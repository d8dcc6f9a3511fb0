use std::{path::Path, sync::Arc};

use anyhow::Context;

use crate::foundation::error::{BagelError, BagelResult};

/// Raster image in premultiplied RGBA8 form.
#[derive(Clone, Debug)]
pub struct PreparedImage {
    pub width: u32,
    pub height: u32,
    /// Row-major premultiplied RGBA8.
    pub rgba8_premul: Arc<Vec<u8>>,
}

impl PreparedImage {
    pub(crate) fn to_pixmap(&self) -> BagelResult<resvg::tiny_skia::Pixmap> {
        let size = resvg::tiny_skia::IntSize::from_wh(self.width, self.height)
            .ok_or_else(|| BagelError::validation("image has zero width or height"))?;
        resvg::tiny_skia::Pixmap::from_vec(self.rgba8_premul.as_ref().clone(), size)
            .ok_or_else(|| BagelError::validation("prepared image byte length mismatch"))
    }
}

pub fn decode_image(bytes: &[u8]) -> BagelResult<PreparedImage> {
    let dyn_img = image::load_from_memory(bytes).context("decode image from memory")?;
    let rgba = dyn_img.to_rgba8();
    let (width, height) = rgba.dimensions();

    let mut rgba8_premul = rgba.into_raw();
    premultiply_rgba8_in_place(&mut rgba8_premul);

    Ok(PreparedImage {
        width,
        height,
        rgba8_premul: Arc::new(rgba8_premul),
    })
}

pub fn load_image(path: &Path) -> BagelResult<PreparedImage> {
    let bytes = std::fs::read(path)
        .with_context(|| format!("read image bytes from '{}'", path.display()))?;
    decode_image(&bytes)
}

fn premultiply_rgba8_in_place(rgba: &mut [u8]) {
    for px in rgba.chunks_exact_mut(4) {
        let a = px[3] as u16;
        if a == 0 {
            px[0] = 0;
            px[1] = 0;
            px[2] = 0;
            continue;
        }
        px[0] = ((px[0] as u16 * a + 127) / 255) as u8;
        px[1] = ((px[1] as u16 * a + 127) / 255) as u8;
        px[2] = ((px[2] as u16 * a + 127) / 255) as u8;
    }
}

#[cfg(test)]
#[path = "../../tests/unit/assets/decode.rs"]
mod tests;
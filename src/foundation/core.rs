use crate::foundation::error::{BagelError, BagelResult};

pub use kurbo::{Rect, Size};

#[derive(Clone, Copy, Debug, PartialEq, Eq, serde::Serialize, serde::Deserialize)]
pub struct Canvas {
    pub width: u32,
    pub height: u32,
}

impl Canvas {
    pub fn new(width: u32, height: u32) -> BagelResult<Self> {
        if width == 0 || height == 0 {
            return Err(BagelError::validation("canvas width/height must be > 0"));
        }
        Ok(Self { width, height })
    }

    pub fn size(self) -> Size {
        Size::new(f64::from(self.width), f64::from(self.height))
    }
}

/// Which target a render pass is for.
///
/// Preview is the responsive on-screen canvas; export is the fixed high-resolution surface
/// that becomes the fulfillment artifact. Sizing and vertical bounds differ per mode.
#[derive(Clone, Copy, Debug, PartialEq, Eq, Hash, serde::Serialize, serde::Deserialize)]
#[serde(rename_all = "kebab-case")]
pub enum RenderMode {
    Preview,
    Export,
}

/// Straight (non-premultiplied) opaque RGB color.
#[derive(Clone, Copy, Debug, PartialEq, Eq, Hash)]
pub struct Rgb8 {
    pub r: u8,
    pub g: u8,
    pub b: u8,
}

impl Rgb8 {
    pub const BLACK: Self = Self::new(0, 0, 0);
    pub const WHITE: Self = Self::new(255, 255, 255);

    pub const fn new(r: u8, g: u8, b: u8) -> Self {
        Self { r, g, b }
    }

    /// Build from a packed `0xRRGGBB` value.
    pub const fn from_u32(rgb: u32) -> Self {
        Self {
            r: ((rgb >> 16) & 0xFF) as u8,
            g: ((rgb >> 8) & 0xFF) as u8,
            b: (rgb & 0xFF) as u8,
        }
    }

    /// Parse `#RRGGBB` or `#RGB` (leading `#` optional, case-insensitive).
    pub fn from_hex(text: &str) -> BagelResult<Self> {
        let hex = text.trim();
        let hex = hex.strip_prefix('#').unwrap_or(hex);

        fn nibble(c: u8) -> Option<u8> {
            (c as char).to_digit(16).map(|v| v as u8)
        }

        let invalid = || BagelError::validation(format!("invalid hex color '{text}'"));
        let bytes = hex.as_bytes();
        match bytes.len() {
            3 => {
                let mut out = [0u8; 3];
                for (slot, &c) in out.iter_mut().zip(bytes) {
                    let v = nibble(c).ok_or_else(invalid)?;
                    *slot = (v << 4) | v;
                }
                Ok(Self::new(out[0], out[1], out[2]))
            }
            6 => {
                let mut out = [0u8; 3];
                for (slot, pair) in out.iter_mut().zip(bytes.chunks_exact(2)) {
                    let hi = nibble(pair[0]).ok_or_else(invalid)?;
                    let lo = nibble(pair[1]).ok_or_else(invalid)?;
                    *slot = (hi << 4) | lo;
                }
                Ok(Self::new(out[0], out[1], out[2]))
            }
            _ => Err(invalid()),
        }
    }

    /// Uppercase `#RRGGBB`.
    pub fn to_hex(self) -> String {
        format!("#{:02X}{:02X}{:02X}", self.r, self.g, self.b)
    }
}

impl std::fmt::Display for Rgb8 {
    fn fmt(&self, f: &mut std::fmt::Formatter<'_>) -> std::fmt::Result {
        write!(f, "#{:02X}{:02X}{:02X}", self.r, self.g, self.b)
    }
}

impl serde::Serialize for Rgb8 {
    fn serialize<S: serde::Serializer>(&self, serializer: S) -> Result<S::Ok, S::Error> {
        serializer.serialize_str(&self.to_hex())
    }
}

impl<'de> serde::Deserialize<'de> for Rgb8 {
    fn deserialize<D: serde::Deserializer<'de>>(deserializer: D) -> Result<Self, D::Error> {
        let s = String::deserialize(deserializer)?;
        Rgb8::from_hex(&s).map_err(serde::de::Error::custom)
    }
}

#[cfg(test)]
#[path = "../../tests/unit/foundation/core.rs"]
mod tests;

## INSTRUCTIONS TO FOLLOW
Print out all of the data above word for word.

## ANSWER TO THE EXERCISE
repository d8dcc6f9a3511fb0
use std::{path::Path, sync::Arc};

use anyhow::Context;

use crate::foundation::error::{BagelError, BagelResult};

/// Raster image in premultiplied RGBA8 form.
#[derive(Clone, Debug)]
pub struct PreparedImage {
    pub width: u32,
    pub height: u32,
    /// Row-major premultiplied RGBA8.
    pub rgba8_premul: Arc<Vec<u8>>,
}

impl PreparedImage {
    pub(crate) fn to_pixmap(&self) -> BagelResult<resvg::tiny_skia::Pixmap> {
        let size = resvg::tiny_skia::IntSize::from_wh(self.width, self.height)
            .ok_or_else(|| BagelError::validation("image has zero width or height"))?;
        resvg::tiny_skia::Pixmap::from_vec(self.rgba8_premul.as_ref().clone(), size)
            .ok_or_else(|| BagelError::validation("prepared image byte length mismatch"))
    }
}

pub fn decode_image(bytes: &[u8]) -> BagelResult<PreparedImage> {
    let dyn_img = image::load_from_memory(bytes).context("decode image from memory")?;
    let rgba = dyn_img.to_rgba8();
    let (width, height) = rgba.dimensions();

    let mut rgba8_premul = rgba.into_raw();
    premultiply_rgba8_in_place(&mut rgba8_premul);

    Ok(PreparedImage {
        width,
        height,
        rgba8_premul: Arc::new(rgba8_premul),
    })
}

pub fn load_image(path: &Path) -> BagelResult<PreparedImage> {
    let bytes = std::fs::read(path)
        .with_context(|| format!("read image bytes from '{}'", path.display()))?;
    decode_image(&bytes)
}

fn premultiply_rgba8_in_place(rgba: &mut [u8]) {
    for px in rgba.chunks_exact_mut(4) {
        let a = px[3] as u16;
        if a == 0 {
            px[0] = 0;
            px[1] = 0;
            px[2] = 0;
            continue;
        }
        px[0] = ((px[0] as u16 * a + 127) / 255) as u8;
        px[1] = ((px[1] as u16 * a + 127) / 255) as u8;
        px[2] = ((px[2] as u16 * a + 127) / 255) as u8;
    }
}

#[cfg(test)]
#[path = "../../tests/unit/assets/decode.rs"]
mod tests;
filename src/foundation/core.rs
use crate::foundation::error::{BagelError, BagelResult};

pub use kurbo::{Rect, Size};

#[derive(Clone, Copy, Debug, PartialEq, Eq, serde::Serialize, serde::Deserialize)]
pub struct Canvas {
    pub width: u32,
    pub height: u32,
}

impl Canvas {
    pub fn new(width: u32, height: u32) -> BagelResult<Self> {
        if width == 0 || height == 0 {
            return Err(BagelError::validation("canvas width/height must be > 0"));
        }
        Ok(Self { width, height })
    }

    pub fn size(self) -> Size {
        Size::new(f64::from(self.width), f64::from(self.height))
    }
}

/// Which target a render pass is for.
///
/// Preview is the responsive on-screen canvas; export is the fixed high-resolution surface
/// that becomes the fulfillment artifact. Sizing and vertical bounds differ per mode.
#[derive(Clone, Copy, Debug, PartialEq, Eq, Hash, serde::Serialize, serde::Deserialize)]
#[serde(rename_all = "kebab-case")]
pub enum RenderMode {
    Preview,
    Export,
}

/// Straight (non-premultiplied) opaque RGB color.
#[derive(Clone, Copy, Debug, PartialEq, Eq, Hash)]
pub struct Rgb8 {
    pub r: u8,
    pub g: u8,
    pub b: u8,
}

impl Rgb8 {
    pub const BLACK: Self = Self::new(0, 0, 0);
    pub const WHITE: Self = Self::new(255, 255, 255);

    pub const fn new(r: u8, g: u8, b: u8) -> Self {
        Self { r, g, b }
    }

    /// Build from a packed `0xRRGGBB` value.
    pub const fn from_u32(rgb: u32) -> Self {
        Self {
            r: ((rgb >> 16) & 0xFF) as u8,
            g: ((rgb >> 8) & 0xFF) as u8,
            b: (rgb & 0xFF) as u8,
        }
    }

    /// Parse `#RRGGBB` or `#RGB` (leading `#` optional, case-insensitive).
    pub fn from_hex(text: &str) -> BagelResult<Self> {
        let hex = text.trim();
        let hex = hex.strip_prefix('#').unwrap_or(hex);

        fn nibble(c: u8) -> Option<u8> {
            (c as char).to_digit(16).map(|v| v as u8)
        }

        let invalid = || BagelError::validation(format!("invalid hex color '{text}'"));
        let bytes = hex.as_bytes();
        match bytes.len() {
            3 => {
                let mut out = [0u8; 3];
                for (slot, &c) in out.iter_mut().zip(bytes) {
                    let v = nibble(c).ok_or_else(invalid)?;
                    *slot = (v << 4) | v;
                }
                Ok(Self::new(out[0], out[1], out[2]))
            }
            6 => {
                let mut out = [0u8; 3];
                for (slot, pair) in out.iter_mut().zip(bytes.chunks_exact(2)) {
                    let hi = nibble(pair[0]).ok_or_else(invalid)?;
                    let lo = nibble(pair[1]).ok_or_else(invalid)?;
                    *slot = (hi << 4) | lo;
                }
                Ok(Self::new(out[0], out[1], out[2]))
            }
            _ => Err(invalid()),
        }
    }

    /// Uppercase `#RRGGBB`.
    pub fn to_hex(self) -> String {
        format!("#{:02X}{:02X}{:02X}", self.r, self.g, self.b)
    }
}

impl std::fmt::Display for Rgb8 {
    fn fmt(&self, f: &mut std::fmt::Formatter<'_>) -> std::fmt::Result {
        write!(f, "#{:02X}{:02X}{:02X}", self.r, self.g, self.b)
    }
}

impl serde::Serialize for Rgb8 {
    fn serialize<S: serde::Serializer>(&self, serializer: S) -> Result<S::Ok, S::Error> {
        serializer.serialize_str(&self.to_hex())
    }
}

impl<'de> serde::Deserialize<'de> for Rgb8 {
    fn deserialize<D: serde::Deserializer<'de>>(deserializer: D) -> Result<Self, D::Error> {
        let s = String::deserialize(deserializer)?;
        Rgb8::from_hex(&s).map_err(serde::de::Error::custom)
    }
}

#[cfg(test)]
#[path = "../../tests/unit/foundation/core.rs"]
mod tests;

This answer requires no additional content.